Records provided ->
╔══
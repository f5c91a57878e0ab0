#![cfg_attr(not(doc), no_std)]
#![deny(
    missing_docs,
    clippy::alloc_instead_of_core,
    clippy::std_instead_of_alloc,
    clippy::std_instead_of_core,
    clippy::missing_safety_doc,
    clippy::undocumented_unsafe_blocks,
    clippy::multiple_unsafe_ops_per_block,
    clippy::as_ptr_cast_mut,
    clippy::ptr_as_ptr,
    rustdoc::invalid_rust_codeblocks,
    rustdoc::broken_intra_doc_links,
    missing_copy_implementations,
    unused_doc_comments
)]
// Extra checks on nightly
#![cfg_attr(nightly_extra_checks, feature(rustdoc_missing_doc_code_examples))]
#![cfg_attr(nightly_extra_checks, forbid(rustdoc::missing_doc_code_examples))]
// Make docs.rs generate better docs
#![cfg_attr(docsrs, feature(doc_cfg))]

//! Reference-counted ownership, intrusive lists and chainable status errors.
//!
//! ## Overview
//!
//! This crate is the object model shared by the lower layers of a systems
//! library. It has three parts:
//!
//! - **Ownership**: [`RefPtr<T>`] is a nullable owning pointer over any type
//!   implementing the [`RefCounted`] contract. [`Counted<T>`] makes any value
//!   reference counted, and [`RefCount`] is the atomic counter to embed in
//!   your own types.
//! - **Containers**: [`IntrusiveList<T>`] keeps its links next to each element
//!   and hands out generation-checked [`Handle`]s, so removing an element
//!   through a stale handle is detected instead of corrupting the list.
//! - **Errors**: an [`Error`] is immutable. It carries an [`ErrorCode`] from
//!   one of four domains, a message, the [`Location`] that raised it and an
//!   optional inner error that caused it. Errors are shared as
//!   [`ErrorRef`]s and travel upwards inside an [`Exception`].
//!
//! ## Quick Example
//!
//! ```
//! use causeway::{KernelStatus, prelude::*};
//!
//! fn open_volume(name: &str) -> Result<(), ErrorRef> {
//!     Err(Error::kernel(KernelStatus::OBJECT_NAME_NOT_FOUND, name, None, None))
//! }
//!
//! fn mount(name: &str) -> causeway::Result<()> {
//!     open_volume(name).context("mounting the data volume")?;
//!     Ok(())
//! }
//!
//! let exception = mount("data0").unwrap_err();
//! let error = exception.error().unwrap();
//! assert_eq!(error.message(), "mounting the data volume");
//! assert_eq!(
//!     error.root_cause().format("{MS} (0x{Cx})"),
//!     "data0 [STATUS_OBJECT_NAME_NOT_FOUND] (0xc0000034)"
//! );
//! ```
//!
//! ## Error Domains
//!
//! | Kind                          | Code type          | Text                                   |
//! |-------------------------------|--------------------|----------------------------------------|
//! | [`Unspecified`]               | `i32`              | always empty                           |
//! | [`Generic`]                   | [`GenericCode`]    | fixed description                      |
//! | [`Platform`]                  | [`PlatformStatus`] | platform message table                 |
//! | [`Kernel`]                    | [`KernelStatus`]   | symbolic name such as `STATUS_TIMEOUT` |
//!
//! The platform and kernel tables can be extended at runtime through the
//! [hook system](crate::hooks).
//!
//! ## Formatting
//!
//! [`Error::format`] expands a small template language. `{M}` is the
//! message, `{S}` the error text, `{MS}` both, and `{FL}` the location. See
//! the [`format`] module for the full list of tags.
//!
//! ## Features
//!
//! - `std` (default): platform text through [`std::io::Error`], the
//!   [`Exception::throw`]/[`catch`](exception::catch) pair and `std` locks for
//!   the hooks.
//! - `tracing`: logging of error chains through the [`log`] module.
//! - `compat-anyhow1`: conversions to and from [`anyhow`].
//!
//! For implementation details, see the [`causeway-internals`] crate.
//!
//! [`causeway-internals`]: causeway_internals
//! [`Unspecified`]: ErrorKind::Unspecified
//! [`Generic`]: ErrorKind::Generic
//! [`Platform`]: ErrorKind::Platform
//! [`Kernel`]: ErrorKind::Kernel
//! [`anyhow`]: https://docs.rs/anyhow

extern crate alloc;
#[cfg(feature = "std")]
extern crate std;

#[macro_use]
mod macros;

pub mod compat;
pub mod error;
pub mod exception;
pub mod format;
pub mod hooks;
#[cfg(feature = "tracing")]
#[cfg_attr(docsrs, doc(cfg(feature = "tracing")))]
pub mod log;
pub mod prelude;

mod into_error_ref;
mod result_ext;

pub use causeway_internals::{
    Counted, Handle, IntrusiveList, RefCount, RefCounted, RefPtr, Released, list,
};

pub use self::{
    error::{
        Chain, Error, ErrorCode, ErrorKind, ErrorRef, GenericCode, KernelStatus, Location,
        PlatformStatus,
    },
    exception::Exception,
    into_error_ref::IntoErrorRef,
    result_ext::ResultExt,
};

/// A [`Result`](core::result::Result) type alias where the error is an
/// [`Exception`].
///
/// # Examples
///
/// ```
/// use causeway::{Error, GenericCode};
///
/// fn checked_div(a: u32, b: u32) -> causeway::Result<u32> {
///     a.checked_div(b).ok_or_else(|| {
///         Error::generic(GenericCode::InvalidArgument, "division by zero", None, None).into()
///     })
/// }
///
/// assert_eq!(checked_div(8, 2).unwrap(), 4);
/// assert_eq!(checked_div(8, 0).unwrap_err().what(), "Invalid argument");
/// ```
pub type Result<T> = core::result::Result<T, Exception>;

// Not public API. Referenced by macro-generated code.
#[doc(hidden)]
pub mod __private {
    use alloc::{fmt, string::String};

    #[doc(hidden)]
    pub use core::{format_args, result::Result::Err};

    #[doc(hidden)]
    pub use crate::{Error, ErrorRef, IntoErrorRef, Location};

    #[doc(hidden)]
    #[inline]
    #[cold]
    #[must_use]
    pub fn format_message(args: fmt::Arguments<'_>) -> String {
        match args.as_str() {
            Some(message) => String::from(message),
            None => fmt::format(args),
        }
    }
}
╚══
╔══
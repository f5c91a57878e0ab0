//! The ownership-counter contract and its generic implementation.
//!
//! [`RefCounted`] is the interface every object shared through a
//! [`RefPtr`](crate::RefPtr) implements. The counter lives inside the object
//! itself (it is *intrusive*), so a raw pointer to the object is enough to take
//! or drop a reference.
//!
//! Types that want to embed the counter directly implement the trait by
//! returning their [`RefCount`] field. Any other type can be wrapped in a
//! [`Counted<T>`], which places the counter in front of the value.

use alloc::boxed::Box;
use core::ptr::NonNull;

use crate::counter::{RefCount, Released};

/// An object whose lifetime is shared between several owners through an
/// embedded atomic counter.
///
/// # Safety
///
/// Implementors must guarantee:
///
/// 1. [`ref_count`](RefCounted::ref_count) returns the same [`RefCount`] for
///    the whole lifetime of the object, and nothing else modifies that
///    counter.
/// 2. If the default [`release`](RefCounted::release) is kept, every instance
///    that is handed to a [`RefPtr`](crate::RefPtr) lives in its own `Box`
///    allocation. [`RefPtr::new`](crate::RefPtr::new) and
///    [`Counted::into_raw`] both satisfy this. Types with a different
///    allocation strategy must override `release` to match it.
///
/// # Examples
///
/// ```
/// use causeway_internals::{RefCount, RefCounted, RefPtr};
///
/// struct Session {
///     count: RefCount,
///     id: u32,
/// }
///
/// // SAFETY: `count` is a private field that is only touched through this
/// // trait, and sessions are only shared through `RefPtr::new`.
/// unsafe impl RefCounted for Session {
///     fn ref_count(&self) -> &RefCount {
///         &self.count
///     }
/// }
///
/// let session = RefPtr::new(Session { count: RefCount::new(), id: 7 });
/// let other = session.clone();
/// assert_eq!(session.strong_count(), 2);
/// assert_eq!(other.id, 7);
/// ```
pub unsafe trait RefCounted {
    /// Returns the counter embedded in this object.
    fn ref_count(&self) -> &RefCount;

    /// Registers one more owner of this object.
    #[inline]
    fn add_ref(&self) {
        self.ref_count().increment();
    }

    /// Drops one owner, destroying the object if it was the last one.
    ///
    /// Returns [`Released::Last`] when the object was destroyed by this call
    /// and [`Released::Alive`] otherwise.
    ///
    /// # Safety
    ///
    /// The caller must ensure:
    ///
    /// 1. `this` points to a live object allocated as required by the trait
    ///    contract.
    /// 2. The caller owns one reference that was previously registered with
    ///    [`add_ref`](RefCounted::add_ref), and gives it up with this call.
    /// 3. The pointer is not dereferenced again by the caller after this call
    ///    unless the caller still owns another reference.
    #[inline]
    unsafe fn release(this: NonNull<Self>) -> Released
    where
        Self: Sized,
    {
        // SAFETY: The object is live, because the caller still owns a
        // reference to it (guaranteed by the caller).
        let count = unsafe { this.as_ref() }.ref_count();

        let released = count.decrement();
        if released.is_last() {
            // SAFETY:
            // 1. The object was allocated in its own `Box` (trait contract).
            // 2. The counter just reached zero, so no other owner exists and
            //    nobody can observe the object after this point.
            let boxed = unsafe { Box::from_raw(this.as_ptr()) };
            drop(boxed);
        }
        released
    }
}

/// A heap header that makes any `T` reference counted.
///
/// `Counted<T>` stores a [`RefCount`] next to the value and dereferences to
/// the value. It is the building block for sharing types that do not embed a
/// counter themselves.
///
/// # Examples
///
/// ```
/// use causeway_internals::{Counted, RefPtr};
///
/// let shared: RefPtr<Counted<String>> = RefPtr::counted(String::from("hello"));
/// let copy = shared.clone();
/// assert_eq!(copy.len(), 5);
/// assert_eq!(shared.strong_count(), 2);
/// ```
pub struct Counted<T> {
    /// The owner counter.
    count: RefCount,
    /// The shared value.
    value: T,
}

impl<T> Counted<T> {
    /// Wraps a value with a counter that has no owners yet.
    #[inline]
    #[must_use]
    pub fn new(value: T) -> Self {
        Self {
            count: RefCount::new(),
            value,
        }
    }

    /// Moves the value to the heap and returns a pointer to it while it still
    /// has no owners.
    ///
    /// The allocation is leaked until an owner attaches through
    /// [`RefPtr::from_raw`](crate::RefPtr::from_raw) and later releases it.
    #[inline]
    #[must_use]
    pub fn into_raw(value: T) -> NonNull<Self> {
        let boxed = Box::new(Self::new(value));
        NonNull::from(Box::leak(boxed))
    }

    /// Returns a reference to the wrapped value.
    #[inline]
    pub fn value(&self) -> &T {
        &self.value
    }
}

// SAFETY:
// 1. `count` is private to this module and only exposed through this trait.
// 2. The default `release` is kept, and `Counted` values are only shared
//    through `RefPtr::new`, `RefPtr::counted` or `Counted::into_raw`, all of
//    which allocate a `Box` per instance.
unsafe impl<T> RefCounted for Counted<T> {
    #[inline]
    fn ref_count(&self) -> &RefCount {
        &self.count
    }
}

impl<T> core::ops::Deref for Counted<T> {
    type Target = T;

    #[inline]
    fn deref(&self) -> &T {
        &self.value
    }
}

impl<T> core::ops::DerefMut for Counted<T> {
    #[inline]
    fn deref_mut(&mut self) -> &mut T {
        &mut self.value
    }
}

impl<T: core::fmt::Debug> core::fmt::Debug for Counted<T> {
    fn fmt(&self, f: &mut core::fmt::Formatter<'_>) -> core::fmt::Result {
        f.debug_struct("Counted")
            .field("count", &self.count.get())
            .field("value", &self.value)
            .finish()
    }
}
╚══
Brief -> Keep only the lines of the listing that contain the word "with", and copy them.

Exercise output ->
///    [`Counted::into_raw`] both satisfy this. Types with a different
    /// 2. The caller owns one reference that was previously registered with
    ///    [`add_ref`](RefCounted::add_ref), and gives it up with this call.
    /// Wraps a value with a counter that has no owners yet.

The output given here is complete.